• **YOUR ASSIGNMENT**: Figure out the number of lines in the data that hold the string "TimeOfDayParseError". Reply with that figure only.

---------- RECORD EXTRACTS

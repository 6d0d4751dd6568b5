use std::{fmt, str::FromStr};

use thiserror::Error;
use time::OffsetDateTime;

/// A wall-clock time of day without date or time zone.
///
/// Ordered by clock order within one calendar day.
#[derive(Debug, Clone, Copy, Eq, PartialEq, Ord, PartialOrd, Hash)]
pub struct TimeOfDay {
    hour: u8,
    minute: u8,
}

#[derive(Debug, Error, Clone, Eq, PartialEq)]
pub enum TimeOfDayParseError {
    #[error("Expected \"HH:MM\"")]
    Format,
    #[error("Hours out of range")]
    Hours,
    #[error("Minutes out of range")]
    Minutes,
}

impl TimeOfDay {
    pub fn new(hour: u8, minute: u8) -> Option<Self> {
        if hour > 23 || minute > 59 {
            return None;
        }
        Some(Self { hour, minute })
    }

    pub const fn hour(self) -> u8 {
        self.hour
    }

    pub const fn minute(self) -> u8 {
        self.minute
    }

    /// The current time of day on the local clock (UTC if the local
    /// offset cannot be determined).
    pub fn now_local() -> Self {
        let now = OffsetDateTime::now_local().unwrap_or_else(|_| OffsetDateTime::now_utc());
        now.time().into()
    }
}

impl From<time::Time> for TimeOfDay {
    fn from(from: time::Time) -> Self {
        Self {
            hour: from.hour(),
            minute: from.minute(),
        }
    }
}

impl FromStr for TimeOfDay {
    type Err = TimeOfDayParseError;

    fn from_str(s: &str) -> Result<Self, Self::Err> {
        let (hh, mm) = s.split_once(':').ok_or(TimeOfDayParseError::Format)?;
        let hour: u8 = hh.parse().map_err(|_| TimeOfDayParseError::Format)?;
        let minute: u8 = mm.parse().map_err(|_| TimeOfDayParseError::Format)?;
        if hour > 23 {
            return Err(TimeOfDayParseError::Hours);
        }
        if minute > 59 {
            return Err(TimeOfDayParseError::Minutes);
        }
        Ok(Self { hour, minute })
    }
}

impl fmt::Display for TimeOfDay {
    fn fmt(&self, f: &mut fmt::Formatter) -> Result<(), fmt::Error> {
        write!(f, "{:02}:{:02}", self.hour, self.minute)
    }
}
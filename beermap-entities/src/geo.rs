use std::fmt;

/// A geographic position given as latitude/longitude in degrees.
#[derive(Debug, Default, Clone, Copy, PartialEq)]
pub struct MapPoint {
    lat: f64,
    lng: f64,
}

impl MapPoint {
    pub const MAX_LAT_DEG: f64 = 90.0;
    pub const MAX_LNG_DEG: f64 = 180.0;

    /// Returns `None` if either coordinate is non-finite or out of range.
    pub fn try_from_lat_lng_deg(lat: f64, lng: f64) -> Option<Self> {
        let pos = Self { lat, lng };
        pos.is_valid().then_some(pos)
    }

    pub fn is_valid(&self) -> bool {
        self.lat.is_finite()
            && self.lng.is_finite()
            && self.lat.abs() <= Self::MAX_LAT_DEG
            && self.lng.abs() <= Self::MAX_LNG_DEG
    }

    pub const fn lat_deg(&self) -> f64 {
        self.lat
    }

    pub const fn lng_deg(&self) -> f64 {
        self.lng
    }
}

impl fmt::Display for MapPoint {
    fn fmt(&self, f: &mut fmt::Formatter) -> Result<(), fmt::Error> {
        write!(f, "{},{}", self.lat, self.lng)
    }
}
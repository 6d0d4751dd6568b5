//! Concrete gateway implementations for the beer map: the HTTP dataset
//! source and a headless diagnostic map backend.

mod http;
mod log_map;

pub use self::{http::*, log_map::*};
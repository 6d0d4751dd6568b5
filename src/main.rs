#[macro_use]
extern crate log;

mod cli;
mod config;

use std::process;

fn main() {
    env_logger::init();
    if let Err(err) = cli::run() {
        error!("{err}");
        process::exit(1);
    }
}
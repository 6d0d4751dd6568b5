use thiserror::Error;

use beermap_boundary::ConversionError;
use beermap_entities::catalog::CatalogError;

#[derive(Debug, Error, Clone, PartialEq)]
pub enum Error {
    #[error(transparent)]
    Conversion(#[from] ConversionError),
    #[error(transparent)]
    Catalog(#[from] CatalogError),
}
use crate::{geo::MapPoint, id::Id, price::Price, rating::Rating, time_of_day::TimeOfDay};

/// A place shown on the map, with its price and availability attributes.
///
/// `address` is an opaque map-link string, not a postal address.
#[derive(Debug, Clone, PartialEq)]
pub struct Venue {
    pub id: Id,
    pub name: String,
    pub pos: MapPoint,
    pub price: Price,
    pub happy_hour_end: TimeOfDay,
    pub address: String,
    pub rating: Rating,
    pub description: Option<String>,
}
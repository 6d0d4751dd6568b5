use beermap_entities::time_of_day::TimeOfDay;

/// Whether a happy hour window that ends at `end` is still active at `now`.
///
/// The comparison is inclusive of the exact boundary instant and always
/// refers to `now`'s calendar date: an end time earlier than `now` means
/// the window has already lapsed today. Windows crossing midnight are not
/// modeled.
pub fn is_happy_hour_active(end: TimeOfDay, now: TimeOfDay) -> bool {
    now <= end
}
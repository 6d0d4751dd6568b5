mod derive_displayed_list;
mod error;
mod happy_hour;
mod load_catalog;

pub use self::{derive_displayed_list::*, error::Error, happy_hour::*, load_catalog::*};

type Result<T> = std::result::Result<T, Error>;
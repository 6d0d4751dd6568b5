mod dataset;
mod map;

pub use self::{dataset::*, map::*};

--------------------

• **RESPONSE TO THIS EXERCISE**: 7